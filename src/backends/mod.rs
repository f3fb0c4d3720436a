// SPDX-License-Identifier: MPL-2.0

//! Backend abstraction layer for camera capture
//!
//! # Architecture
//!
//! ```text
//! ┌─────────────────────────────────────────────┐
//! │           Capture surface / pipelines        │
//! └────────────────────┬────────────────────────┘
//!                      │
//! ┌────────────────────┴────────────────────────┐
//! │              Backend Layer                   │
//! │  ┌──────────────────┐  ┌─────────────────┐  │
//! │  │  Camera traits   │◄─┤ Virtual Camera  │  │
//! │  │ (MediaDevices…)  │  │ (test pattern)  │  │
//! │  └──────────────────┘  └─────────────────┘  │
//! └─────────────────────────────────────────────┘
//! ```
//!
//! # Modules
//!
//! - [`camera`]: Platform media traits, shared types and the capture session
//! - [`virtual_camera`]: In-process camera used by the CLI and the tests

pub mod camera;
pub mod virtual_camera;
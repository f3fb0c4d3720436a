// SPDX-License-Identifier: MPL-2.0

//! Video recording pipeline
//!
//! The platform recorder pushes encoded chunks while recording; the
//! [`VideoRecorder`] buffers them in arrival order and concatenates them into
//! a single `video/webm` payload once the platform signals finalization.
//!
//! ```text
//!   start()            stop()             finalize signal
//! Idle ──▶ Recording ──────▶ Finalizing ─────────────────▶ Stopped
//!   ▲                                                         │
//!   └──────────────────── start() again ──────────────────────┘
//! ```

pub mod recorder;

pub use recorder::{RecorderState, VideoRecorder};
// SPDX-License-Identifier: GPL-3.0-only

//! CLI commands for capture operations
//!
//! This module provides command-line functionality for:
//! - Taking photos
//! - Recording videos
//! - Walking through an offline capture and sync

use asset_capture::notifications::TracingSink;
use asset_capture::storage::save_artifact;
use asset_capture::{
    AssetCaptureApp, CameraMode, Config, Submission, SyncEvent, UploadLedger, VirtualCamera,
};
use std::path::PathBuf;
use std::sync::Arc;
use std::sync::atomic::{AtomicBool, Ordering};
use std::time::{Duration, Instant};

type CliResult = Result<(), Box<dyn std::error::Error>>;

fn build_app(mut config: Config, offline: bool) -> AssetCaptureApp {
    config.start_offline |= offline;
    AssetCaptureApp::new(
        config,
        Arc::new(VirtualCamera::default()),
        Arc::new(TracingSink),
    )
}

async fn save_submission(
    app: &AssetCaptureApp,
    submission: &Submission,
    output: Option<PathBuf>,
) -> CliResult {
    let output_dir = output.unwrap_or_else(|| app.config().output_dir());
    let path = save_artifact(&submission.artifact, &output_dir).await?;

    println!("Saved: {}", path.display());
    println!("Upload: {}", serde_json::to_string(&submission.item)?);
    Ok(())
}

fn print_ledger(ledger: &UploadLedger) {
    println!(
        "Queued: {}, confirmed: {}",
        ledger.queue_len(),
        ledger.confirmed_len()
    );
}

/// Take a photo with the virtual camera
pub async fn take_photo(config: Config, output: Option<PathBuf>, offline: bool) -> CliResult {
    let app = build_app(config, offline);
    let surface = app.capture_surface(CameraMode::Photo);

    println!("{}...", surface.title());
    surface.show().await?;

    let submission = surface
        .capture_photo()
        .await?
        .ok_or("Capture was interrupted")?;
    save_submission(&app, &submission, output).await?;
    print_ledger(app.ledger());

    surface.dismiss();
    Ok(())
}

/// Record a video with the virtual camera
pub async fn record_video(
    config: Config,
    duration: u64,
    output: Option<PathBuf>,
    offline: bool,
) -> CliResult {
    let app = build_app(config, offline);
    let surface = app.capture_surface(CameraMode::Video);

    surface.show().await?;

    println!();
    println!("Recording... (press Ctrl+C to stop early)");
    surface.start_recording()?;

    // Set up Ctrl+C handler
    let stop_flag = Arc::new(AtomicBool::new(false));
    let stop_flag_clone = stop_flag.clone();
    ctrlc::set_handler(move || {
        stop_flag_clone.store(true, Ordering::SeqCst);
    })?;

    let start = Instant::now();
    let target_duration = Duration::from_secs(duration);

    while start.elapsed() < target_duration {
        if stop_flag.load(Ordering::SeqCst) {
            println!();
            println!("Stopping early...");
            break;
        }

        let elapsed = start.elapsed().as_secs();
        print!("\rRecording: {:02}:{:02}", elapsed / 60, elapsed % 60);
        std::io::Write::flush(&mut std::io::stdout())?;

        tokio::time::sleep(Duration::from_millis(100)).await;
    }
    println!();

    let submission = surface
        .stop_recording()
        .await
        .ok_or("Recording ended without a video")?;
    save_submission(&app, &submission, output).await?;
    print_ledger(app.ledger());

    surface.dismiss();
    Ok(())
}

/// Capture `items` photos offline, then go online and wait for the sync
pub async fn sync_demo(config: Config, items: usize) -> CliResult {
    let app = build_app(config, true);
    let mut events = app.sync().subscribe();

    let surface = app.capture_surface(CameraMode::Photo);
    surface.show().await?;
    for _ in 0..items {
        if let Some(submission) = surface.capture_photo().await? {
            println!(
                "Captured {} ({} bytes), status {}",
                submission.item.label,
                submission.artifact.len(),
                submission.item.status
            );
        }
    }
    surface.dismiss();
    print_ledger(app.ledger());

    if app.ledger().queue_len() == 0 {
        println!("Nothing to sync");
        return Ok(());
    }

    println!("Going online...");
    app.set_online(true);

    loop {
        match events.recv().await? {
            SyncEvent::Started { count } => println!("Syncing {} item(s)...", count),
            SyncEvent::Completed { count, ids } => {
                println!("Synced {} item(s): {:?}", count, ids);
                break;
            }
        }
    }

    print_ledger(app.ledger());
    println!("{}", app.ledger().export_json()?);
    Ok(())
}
═══
PROBLEM TO SOLVE: Scan the listing for the word "items". Copy every line in which it appears.

RESULT OF THE TASK:
/// Capture `items` photos offline, then go online and wait for the sync
pub async fn sync_demo(config: Config, items: usize) -> CliResult {
    for _ in 0..items {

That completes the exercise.